Our cultural memory is built around a series of events that resound in our collective memory. Some of these are good like the date man first walked on the moon, but many are terrible to recall. Yet we recall them when each anniversary comes around and remember where we were when “it” happened. For my Dad, his first “It” date was December 7, 1941. His childhood memories were divided by the day he went fishing and came home to a country at war. For me and a lot of other Baby Boomers, our first “It” day is today. November 22, 1963. President Kennedy’s assassination threw such a big rock in our river of memory that the ripples hit our personal lives.

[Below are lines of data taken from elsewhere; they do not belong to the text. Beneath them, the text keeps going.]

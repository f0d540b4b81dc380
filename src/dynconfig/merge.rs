//! JSON merge patch
//!
//! `null` deletes a key, an object merged into an object recurses, anything
//! else replaces. Scalars are compared by their text rendering so `"5"` and
//! `5` count as the same value.

use serde_json::{Map, Value};

fn render(value: &Value) -> String {
    match value {
        Value::String(text) => text.clone(),
        other => other.to_string(),
    }
}

/// Apply `patch` to `config` in place. Returns `true` if anything changed.
pub fn patch_config(config: &mut Map<String, Value>, patch: &Map<String, Value>) -> bool {
    let mut changed = false;
    for (name, value) in patch {
        match value {
            Value::Null => {
                if let Some(old) = config.remove(name) {
                    changed |= !old.is_null();
                }
            }
            Value::Object(nested) => match config.get_mut(name) {
                Some(Value::Object(existing)) => changed |= patch_config(existing, nested),
                _ => {
                    config.insert(name.clone(), value.clone());
                    changed = true;
                }
            },
            _ => match config.get(name) {
                Some(existing) if render(existing) == render(value) => {}
                _ => {
                    config.insert(name.clone(), value.clone());
                    changed = true;
                }
            },
        }
    }
    changed
}
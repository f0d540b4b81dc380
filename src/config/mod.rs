//! Node configuration
//!
//! Loaded from a JSON file at startup and re-read on reload. Only the
//! `restapi` section takes effect without a restart.

mod errors;
mod restapi;

use std::fs;
use std::path::{Path, PathBuf};

use serde::{Deserialize, Serialize};

use crate::dcs::{Cluster, GlobalSettings, Tags};

pub use errors::{ConfigError, ConfigResult};
pub use restapi::{split_host_port, AuthConfig, RestApiConfig, ServerTokens, VerifyClient};

/// The `dcs` section: local defaults for the cluster-wide timings.
#[derive(Debug, Clone, PartialEq, Serialize, Deserialize)]
pub struct DcsSettings {
    /// Leader lock TTL in seconds (default: 30)
    #[serde(default = "default_ttl")]
    pub ttl: u64,

    /// Seconds between HA loop iterations (default: 10)
    #[serde(default = "default_loop_wait")]
    pub loop_wait: u64,

    /// Seconds allowed for DCS and PostgreSQL retries (default: 10)
    #[serde(default = "default_retry_timeout")]
    pub retry_timeout: u64,

    /// Initial cluster state for the in-process store
    #[serde(default)]
    pub seed: Option<Cluster>,
}

fn default_ttl() -> u64 {
    30
}
fn default_loop_wait() -> u64 {
    10
}
fn default_retry_timeout() -> u64 {
    10
}

impl Default for DcsSettings {
    fn default() -> Self {
        Self {
            ttl: default_ttl(),
            loop_wait: default_loop_wait(),
            retry_timeout: default_retry_timeout(),
            seed: None,
        }
    }
}

/// The `postgresql` section.
#[derive(Debug, Clone, PartialEq, Eq, Serialize, Deserialize)]
pub struct PostgresqlSettings {
    /// libpq-style URL of the local instance
    #[serde(default = "default_connect_url")]
    pub connect_url: String,

    /// Connections kept by the status query pool (default: 2)
    #[serde(default = "default_pool_size")]
    pub pool_size: u32,

    /// Seconds to wait for a pooled connection (default: 5)
    #[serde(default = "default_connect_timeout")]
    pub connect_timeout: u64,

    /// JSON file holding the latest diagnostic row. Replaces the database
    /// connection when an external agent feeds the status.
    #[serde(default)]
    pub status_file: Option<PathBuf>,

    /// `server_version_num` reported in status documents
    #[serde(default)]
    pub server_version: u32,
}

fn default_connect_url() -> String {
    "postgres://postgres@localhost:5432/postgres".to_string()
}
fn default_pool_size() -> u32 {
    crate::postgres::DEFAULT_POOL_SIZE
}
fn default_connect_timeout() -> u64 {
    5
}

impl Default for PostgresqlSettings {
    fn default() -> Self {
        Self {
            connect_url: default_connect_url(),
            pool_size: default_pool_size(),
            connect_timeout: default_connect_timeout(),
            status_file: None,
            server_version: 0,
        }
    }
}

/// Configuration file structure
#[derive(Debug, Clone, PartialEq, Serialize, Deserialize)]
pub struct PgHaConfig {
    /// Member name, unique within the scope
    pub name: String,

    /// Cluster name (default: "postgres")
    #[serde(default = "default_scope")]
    pub scope: String,

    #[serde(default)]
    pub restapi: RestApiConfig,

    #[serde(default)]
    pub dcs: DcsSettings,

    #[serde(default)]
    pub postgresql: PostgresqlSettings,

    #[serde(default)]
    pub tags: Tags,
}

fn default_scope() -> String {
    "postgres".to_string()
}

impl PgHaConfig {
    /// Load and validate configuration from file
    pub fn load(path: &Path) -> ConfigResult<Self> {
        let content = fs::read_to_string(path).map_err(|e| ConfigError::Read {
            path: path.display().to_string(),
            reason: e.to_string(),
        })?;
        Self::from_json(&content)
    }

    pub fn from_json(content: &str) -> ConfigResult<Self> {
        let config: PgHaConfig =
            serde_json::from_str(content).map_err(|e| ConfigError::Parse(e.to_string()))?;
        config.validate()?;
        Ok(config)
    }

    pub fn validate(&self) -> ConfigResult<()> {
        if self.name.trim().is_empty() {
            return Err(ConfigError::invalid("name", "must not be empty"));
        }
        if self.scope.trim().is_empty() {
            return Err(ConfigError::invalid("scope", "must not be empty"));
        }
        if self.dcs.ttl < 20 {
            return Err(ConfigError::invalid("dcs.ttl", "must be at least 20"));
        }
        if self.dcs.loop_wait < 1 {
            return Err(ConfigError::invalid("dcs.loop_wait", "must be at least 1"));
        }
        if self.dcs.retry_timeout < 3 {
            return Err(ConfigError::invalid("dcs.retry_timeout", "must be at least 3"));
        }
        if self.postgresql.pool_size < 1 {
            return Err(ConfigError::invalid("postgresql.pool_size", "must be at least 1"));
        }
        if self.postgresql.connect_timeout < 1 {
            return Err(ConfigError::invalid("postgresql.connect_timeout", "must be at least 1"));
        }
        self.restapi.validate()
    }

    /// Cluster-wide settings to assume until the DCS says otherwise.
    pub fn initial_settings(&self) -> GlobalSettings {
        GlobalSettings {
            loop_wait: self.dcs.loop_wait,
            ttl: self.dcs.ttl,
            ..Default::default()
        }
    }
}

#[cfg(test)]
mod tests {
    use super::*;
    use std::io::Write;
    use tempfile::NamedTempFile;

    #[test]
    fn test_minimal_config() {
        let config = PgHaConfig::from_json(r#"{"name": "node1"}"#).unwrap();
        assert_eq!(config.scope, "postgres");
        assert_eq!(config.dcs.ttl, 30);
        assert_eq!(config.restapi.listen, "127.0.0.1:8008");
        assert_eq!(config.initial_settings().loop_wait, 10);
        assert_eq!(
            config.postgresql.connect_url,
            "postgres://postgres@localhost:5432/postgres"
        );
        assert_eq!(config.postgresql.pool_size, 2);
    }

    #[test]
    fn test_postgresql_bounds() {
        let err = PgHaConfig::from_json(r#"{"name": "n", "postgresql": {"pool_size": 0}}"#)
            .unwrap_err();
        assert_eq!(err.field(), Some("postgresql.pool_size"));
        let err = PgHaConfig::from_json(r#"{"name": "n", "postgresql": {"connect_timeout": 0}}"#)
            .unwrap_err();
        assert_eq!(err.field(), Some("postgresql.connect_timeout"));
    }

    #[test]
    fn test_load_from_file() {
        let mut file = NamedTempFile::new().unwrap();
        write!(
            file,
            r#"{{
                "name": "node2",
                "scope": "demo",
                "restapi": {{"listen": "0.0.0.0:8009", "allowlist": ["10.0.0.0/8"]}},
                "dcs": {{"ttl": 40, "loop_wait": 5}},
                "tags": {{"nofailover": false, "zone": "a"}}
            }}"#
        )
        .unwrap();

        let config = PgHaConfig::load(file.path()).unwrap();
        assert_eq!(config.name, "node2");
        assert_eq!(config.restapi.allowlist, vec!["10.0.0.0/8".to_string()]);
        assert_eq!(config.dcs.loop_wait, 5);
        assert_eq!(config.tags.len(), 2);
    }

    #[test]
    fn test_missing_file() {
        let err = PgHaConfig::load(Path::new("/nonexistent/pgha.json")).unwrap_err();
        assert!(matches!(err, ConfigError::Read { .. }));
    }

    #[test]
    fn test_timing_bounds() {
        let err = PgHaConfig::from_json(r#"{"name": "n", "dcs": {"ttl": 10}}"#).unwrap_err();
        assert_eq!(err.field(), Some("dcs.ttl"));
        let err = PgHaConfig::from_json(r#"{"name": "n", "dcs": {"loop_wait": 0}}"#).unwrap_err();
        assert_eq!(err.field(), Some("dcs.loop_wait"));
        let err =
            PgHaConfig::from_json(r#"{"name": "n", "dcs": {"retry_timeout": 2}}"#).unwrap_err();
        assert_eq!(err.field(), Some("dcs.retry_timeout"));
    }

    #[test]
    fn test_invalid_json_and_empty_name() {
        assert!(matches!(
            PgHaConfig::from_json("{not json"),
            Err(ConfigError::Parse(_))
        ));
        assert_eq!(
            PgHaConfig::from_json(r#"{"name": " "}"#).unwrap_err().field(),
            Some("name")
        );
    }

    #[test]
    fn test_restapi_errors_surface() {
        let err = PgHaConfig::from_json(r#"{"name": "n", "restapi": {"listen": "foo"}}"#)
            .unwrap_err();
        assert_eq!(err.field(), Some("restapi.listen"));
    }
}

Those ripples are one of the big themes in the King novel titled with that date. In a way, it’s a normal time-travel tale: a man goes back in time to prevent something bad and finds out success can breed a bigger failure. In another way, it’s much more than that; it’s a tour of history and a trip through a human heart.
King’s research in story tale showed me I don’t know very much about the event I’ll probably remember for the rest of my life. Yes, I remember my mother crying uncontrollably when the president was shot and how so many grown-ups around me hated, just hated he’d been killed in our state, Texas. But I didn’t know the assassination probably wasn’t Oswald’s first attempt; seven months earlier, a retired army general had been shot at in his home and evidence indicates Oswald pulled the trigger. That information suggests something in Oswald’s motive to me: he was killed people for fame, not politics. The segregationist/arch-conservative views of the general were the opposite of Kennedy’s liberal ideals. Oswald wouldn’t have targeted both men because of their deeds; they were political opposites. What the victims had in common was their celebrity status which makes Oswald like Mark David Chapman: someone so determined to be remembered, they’ll kill to get into history.
11/22/63 also looks at how America has changed in fifty plus years and how we’ve stayed the same. Our wage rates and prices may change but our attitudes towards these don’t. There are still good people and bad ones and a lot of souls caught in between. We all know we live in a global economy but we tend to look at the world through home-town glasses. We still root for the hero and cry when he loses. We still get up again after we fall. And, like every generation before or since, there are dates we will never forget.